Could anyone who's an expert comment why there seems to be such a focus on discussing tokenizers? It seems every other day there's a new article or implementation of a tokenizer on HN. But downstream from that, rarely anything. As a non-expert I would have thought to tokenizing is just one step.
The reason it's trending today is because of the phenomenon of Glitch Tokens. They thought all Glitch Tokens had been removed by GPT-4 but apparently one is still left. If you go down the rabbit hole on Glitch Tokens it gets ... really really weird.
But does the tokenizer have anything to do with Glitch Tokens? Glitch Tokens seem more like a function of the neural network. I'm saying this with only a surface level understanding of glitch tokens.
It does a bit, because the fact that they're able to persist is sort of an artifact of how naive the tokenizer is (it's a counting operation based on n-grams), and that it runs as a separate step. There's no feedback from the transformer to the tokenizer to say "hey, this token is actually pretty meaningless, maybe try again on that one". That means that strings of characters that are common but very low semantic value, like the example of Reddit usernames that mostly post on /r/counting, will be included in the model's vocabulary even though they're not interesting.
When humans see extremely low-information-density data, we can forget it. And the model can too, but only kind of - it can forget (or rather, never learn) what the "word" means, but it can't forget that it's a word.
Tokens are the primitives that most LLMs (and broadly a lot of NLP) works with. While, you and I would expect whole-words to be tokens, many tokens are shorter - 3 to 4 characters - and don't always match the sentence structure you and I expect.
This can create some interesting challenges and unexpected behavior. It also makes certain things, like vectorization, a challenge since tokens may not map 1:1 with the words you intend to weight them against.
> While, you and I would expect whole-words to be tokens, many tokens are shorter - 3 to 4 characters - and don't always match the sentence structure you and I expect.
There is a phenomenon called Broca's Aphasia which is, essentially, the inability to connect words into sentences. This mostly prevents the patient from communicating via language. But patients with this condition can reveal quite a bit about the structure of the language they can no longer speak.

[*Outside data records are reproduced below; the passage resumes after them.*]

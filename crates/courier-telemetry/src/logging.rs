//! Logging configuration and setup.

use serde::{Deserialize, Serialize};
use std::path::PathBuf;
use tracing_appender::rolling::{RollingFileAppender, Rotation};
use tracing_subscriber::{
    EnvFilter, Layer, Registry,
    fmt::{self, format::FmtSpan, writer::BoxMakeWriter},
    layer::SubscriberExt,
    util::SubscriberInitExt,
};

use crate::error::{TelemetryError, TelemetryResult};

/// Helper to convert init errors to our error type.
fn init_err<E: std::fmt::Display>(e: E) -> TelemetryError {
    TelemetryError::InitError(e.to_string())
}

type BoxedLayer = Box<dyn Layer<Registry> + Send + Sync + 'static>;

/// File rotation strategy.
#[derive(Debug, Clone, Copy, Default, PartialEq, Eq, Serialize, Deserialize)]
#[serde(rename_all = "lowercase")]
pub enum FileRotation {
    /// Rotate daily.
    #[default]
    Daily,
    /// Rotate hourly.
    Hourly,
    /// Rotate every minute (for testing).
    Minutely,
    /// Never rotate.
    Never,
}

impl From<FileRotation> for Rotation {
    fn from(rotation: FileRotation) -> Self {
        match rotation {
            FileRotation::Daily => Self::DAILY,
            FileRotation::Hourly => Self::HOURLY,
            FileRotation::Minutely => Self::MINUTELY,
            FileRotation::Never => Self::NEVER,
        }
    }
}

/// Log format options.
#[derive(Debug, Clone, Copy, Default, PartialEq, Eq, Serialize, Deserialize)]
#[serde(rename_all = "lowercase")]
pub enum LogFormat {
    /// Human-readable multi-line format with colors.
    Pretty,
    /// Compact single-line format (default).
    #[default]
    Compact,
    /// JSON format for structured logging.
    Json,
    /// Full format with all fields.
    Full,
}

/// Log output target.
#[derive(Debug, Clone, Default, PartialEq, Eq, Serialize, Deserialize)]
#[serde(rename_all = "lowercase")]
pub enum LogTarget {
    /// Log to stdout.
    Stdout,
    /// Log to stderr.
    #[default]
    Stderr,
    /// Log to rolling files in this directory.
    File(PathBuf),
}

/// File logging configuration.
#[derive(Debug, Clone, PartialEq, Eq, Serialize, Deserialize)]
pub struct FileLogConfig {
    /// File name prefix (e.g., "courier" produces "courier.2024-01-15.log").
    #[serde(default = "default_file_prefix")]
    pub prefix: String,
    /// Rotation strategy.
    #[serde(default)]
    pub rotation: FileRotation,
    /// Maximum number of log files to keep (0 = unlimited).
    #[serde(default)]
    pub max_files: usize,
}

fn default_file_prefix() -> String {
    "courier".to_string()
}

impl Default for FileLogConfig {
    fn default() -> Self {
        Self {
            prefix: default_file_prefix(),
            rotation: FileRotation::default(),
            max_files: 0,
        }
    }
}

/// Logging configuration.
#[derive(Debug, Clone, PartialEq, Eq, Serialize, Deserialize)]
#[allow(clippy::struct_excessive_bools)]
pub struct LogConfig {
    /// Log level filter (e.g., "info", "debug", "trace").
    #[serde(default = "default_level")]
    pub level: String,
    /// Log format.
    #[serde(default)]
    pub format: LogFormat,
    /// Log target.
    #[serde(default)]
    pub target: LogTarget,
    /// File logging configuration (used when target is File).
    #[serde(default)]
    pub file: FileLogConfig,
    /// Whether to include timestamps.
    #[serde(default = "default_true")]
    pub timestamps: bool,
    /// Whether to include file/line info.
    #[serde(default)]
    pub file_info: bool,
    /// Whether to include thread IDs.
    #[serde(default)]
    pub thread_ids: bool,
    /// Whether to include thread names. Useful with a serial callback context.
    #[serde(default)]
    pub thread_names: bool,
    /// Whether to include span events.
    #[serde(default)]
    pub span_events: bool,
    /// Whether to use ANSI colors.
    #[serde(default = "default_true")]
    pub ansi: bool,
    /// Directive overrides (e.g., `courier_events=trace`).
    #[serde(default)]
    pub directives: Vec<String>,
}

fn default_level() -> String {
    "info".to_string()
}

fn default_true() -> bool {
    true
}

impl Default for LogConfig {
    fn default() -> Self {
        Self {
            level: default_level(),
            format: LogFormat::default(),
            target: LogTarget::default(),
            file: FileLogConfig::default(),
            timestamps: true,
            file_info: false,
            thread_ids: false,
            thread_names: false,
            span_events: false,
            ansi: true,
            directives: Vec::new(),
        }
    }
}

impl LogConfig {
    /// Create a new log config with the specified level.
    #[must_use]
    pub fn new(level: impl Into<String>) -> Self {
        Self {
            level: level.into(),
            ..Default::default()
        }
    }

    /// Set the log format.
    #[must_use]
    pub fn with_format(mut self, format: LogFormat) -> Self {
        self.format = format;
        self
    }

    /// Set the log target.
    #[must_use]
    pub fn with_target(mut self, target: LogTarget) -> Self {
        self.target = target;
        self
    }

    /// Log to rolling files in `directory`; disables ANSI colors.
    #[must_use]
    pub fn with_file_logging(
        mut self,
        directory: impl Into<PathBuf>,
        prefix: impl Into<String>,
        rotation: FileRotation,
    ) -> Self {
        self.target = LogTarget::File(directory.into());
        self.file.prefix = prefix.into();
        self.file.rotation = rotation;
        self.ansi = false;
        self
    }

    /// Keep at most `max_files` rotated files.
    #[must_use]
    pub fn with_max_files(mut self, max_files: usize) -> Self {
        self.file.max_files = max_files;
        self
    }

    /// Add a directive override.
    #[must_use]
    pub fn with_directive(mut self, directive: impl Into<String>) -> Self {
        self.directives.push(directive.into());
        self
    }

    /// Disable timestamps.
    #[must_use]
    pub fn without_timestamps(mut self) -> Self {
        self.timestamps = false;
        self
    }

    /// Enable file/line info.
    #[must_use]
    pub fn with_file_info(mut self) -> Self {
        self.file_info = true;
        self
    }

    /// Include thread names and ids.
    #[must_use]
    pub fn with_thread_info(mut self) -> Self {
        self.thread_ids = true;
        self.thread_names = true;
        self
    }

    /// Enable span events.
    #[must_use]
    pub fn with_span_events(mut self) -> Self {
        self.span_events = true;
        self
    }

    /// Disable ANSI colors.
    #[must_use]
    pub fn without_ansi(mut self) -> Self {
        self.ansi = false;
        self
    }

    /// Build the env filter from config.
    fn build_filter(&self) -> TelemetryResult<EnvFilter> {
        let mut filter = EnvFilter::try_new(&self.level)
            .map_err(|e| TelemetryError::ConfigError(e.to_string()))?;

        for directive in &self.directives {
            filter = filter.add_directive(directive.parse().map_err(
                |e: tracing_subscriber::filter::ParseError| {
                    TelemetryError::ConfigError(format!("invalid directive '{directive}': {e}"))
                },
            )?);
        }

        Ok(filter)
    }

    fn span_events(&self) -> FmtSpan {
        if self.span_events {
            FmtSpan::NEW | FmtSpan::CLOSE
        } else {
            FmtSpan::NONE
        }
    }

    fn make_writer(&self) -> TelemetryResult<BoxMakeWriter> {
        let writer = match &self.target {
            LogTarget::Stdout => BoxMakeWriter::new(std::io::stdout),
            LogTarget::Stderr => BoxMakeWriter::new(std::io::stderr),
            LogTarget::File(dir) => {
                if self.file.prefix.is_empty() {
                    return Err(TelemetryError::ConfigError(
                        "log file prefix must not be empty".to_string(),
                    ));
                }
                std::fs::create_dir_all(dir)?;

                let mut builder = RollingFileAppender::builder()
                    .rotation(self.file.rotation.into())
                    .filename_prefix(&self.file.prefix)
                    .filename_suffix("log");
                if self.file.max_files > 0 {
                    builder = builder.max_log_files(self.file.max_files);
                }
                BoxMakeWriter::new(builder.build(dir).map_err(init_err)?)
            },
        };
        Ok(writer)
    }

    /// Formatting layer for the configured format, writer and options.
    fn fmt_layer(&self, writer: BoxMakeWriter) -> BoxedLayer {
        let layer = fmt::layer()
            .with_writer(writer)
            .with_ansi(self.ansi && self.format != LogFormat::Json)
            .with_file(self.file_info)
            .with_line_number(self.file_info)
            .with_thread_ids(self.thread_ids)
            .with_thread_names(self.thread_names)
            .with_span_events(self.span_events());

        match (self.format, self.timestamps) {
            (LogFormat::Json, true) => layer.json().boxed(),
            (LogFormat::Json, false) => layer.json().without_time().boxed(),
            (LogFormat::Pretty, true) => layer.pretty().boxed(),
            (LogFormat::Pretty, false) => layer.pretty().without_time().boxed(),
            (LogFormat::Compact, true) => layer.compact().boxed(),
            (LogFormat::Compact, false) => layer.compact().without_time().boxed(),
            (LogFormat::Full, true) => layer.boxed(),
            (LogFormat::Full, false) => layer.without_time().boxed(),
        }
    }
}

/// Install a global subscriber built from `config`.
///
/// # Errors
///
/// Returns an error if the configuration is invalid, the log directory
/// cannot be created, or a global subscriber is already installed.
pub fn setup_logging(config: &LogConfig) -> TelemetryResult<()> {
    let filter = config.build_filter()?;
    let writer = config.make_writer()?;
    let layer = config.fmt_layer(writer).with_filter(filter);

    tracing_subscriber::registry()
        .with(layer)
        .try_init()
        .map_err(init_err)
}

/// Set up default logging (info level, stderr, compact format).
///
/// # Errors
///
/// Returns an error if logging cannot be initialized.
pub fn setup_default_logging() -> TelemetryResult<()> {
    setup_logging(&LogConfig::default())
}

One example discussed in The Language Instinct is someone who works at (and was injured at) a mill. He is unable to produce utterances that are more than one word long, though he seems to do well at understanding what people say to him. One of his single-word utterances, describing the mill where he works, is "Four hundred tons a day!".

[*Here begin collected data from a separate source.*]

//! Telemetry error types.

use thiserror::Error;

/// Errors that can occur while setting up logging.
#[derive(Debug, Error)]
pub enum TelemetryError {
    /// Invalid level, directive, or file settings.
    #[error("Configuration error: {0}")]
    ConfigError(String),

    /// A global subscriber is already installed, or the appender failed.
    #[error("Initialization error: {0}")]
    InitError(String),

    /// IO error.
    #[error("IO error: {0}")]
    IoError(#[from] std::io::Error),
}

/// Result type for telemetry operations.
pub type TelemetryResult<T> = Result<T, TelemetryError>;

This is the opposite of what you describe, a single token that is longer than one word in the base language instead of being shorter. But it appears to be the same kind of thing.
By the way, if you study a highly inflectional language such as Latin or Russian, you will lose the assumption that interpretive tokens should be whole words. You'd still expect them to align closely with sentence structure, though.
You can observe (what I assume is) the same tokenization phenomenon in people who are struggling to speak (for example because they’re distracted by something or not native speakers): stock fragments will come out all at once, and less common words will get split, usually on affixes or at the join point of compound words.
Your answer explains what tokenizers are, which isn't what I asked. You also told me something interesting about tokenizers, which is also not what I asked. Can you tell me anything NOT about tokenized? This is my point.
The reason it's not discussed much is that what goes on downstream of tokenization is extremely opaque. It's lots of layers of the transformer network so the overall structure is documented but what exactly those numbers mean is hard to figure out.
There's an article here where the structure of an image generation network is explored a bit:
With all due respect, this feels like asking me to talk about math without talking about numbers.
Tokens are so closely tied to modern LLMs that’s it’s basically impossible to not talk about them. They’re getting a lot of attention because they are the primitive. They’re the thing of most interest for improving performance.
> ...It seems every other day there's a new article or implementation of a tokenizer on HN. But downstream from that, rarely anything. As a non-expert I would have thought to tokenizing is just one step.
If someone points out a preponderance of information on one step relative to all other steps, they probably are not asking for even more information about that step.
People like to chip in with what they've recently learned, so one answer is that most people on HN don't understand much beyond the input layer. A better answer is that the relative complexity of the processes in subsequent layers increases substantially, along with the requisite background to understand them. They also don't share the relative commonality of the input layer, so fewer people are qualified to discuss them with any authority.
That's where I am, so I get it. I'm working on building learning resources for a symposium, and it feels very much like "Step 1: Tokenize, Step 2: ???, Step 3: Output!".
Tokenizing is just one very trivial step, and it is probably the simplest and least interesting part of the process. Embedding vectors are dramatically more interesting and actually useful.
There is a mad rush to write articles in the LLM / ML / AI space to show that you haven't been left behind (like a FOMO, but more a FO-looking-like-you-MO). Tokenizers are by far the easiest part of that stack to grok, so the end result are a seemingly infinite selection of tokenization submissions.
Most of the shitty behavior of LLMs on syntactic and lexical tasks are due to the tokenizer and not due to the LLM itself. Having even tiny changes in tokenization has massive downstream effects on LLM behavior.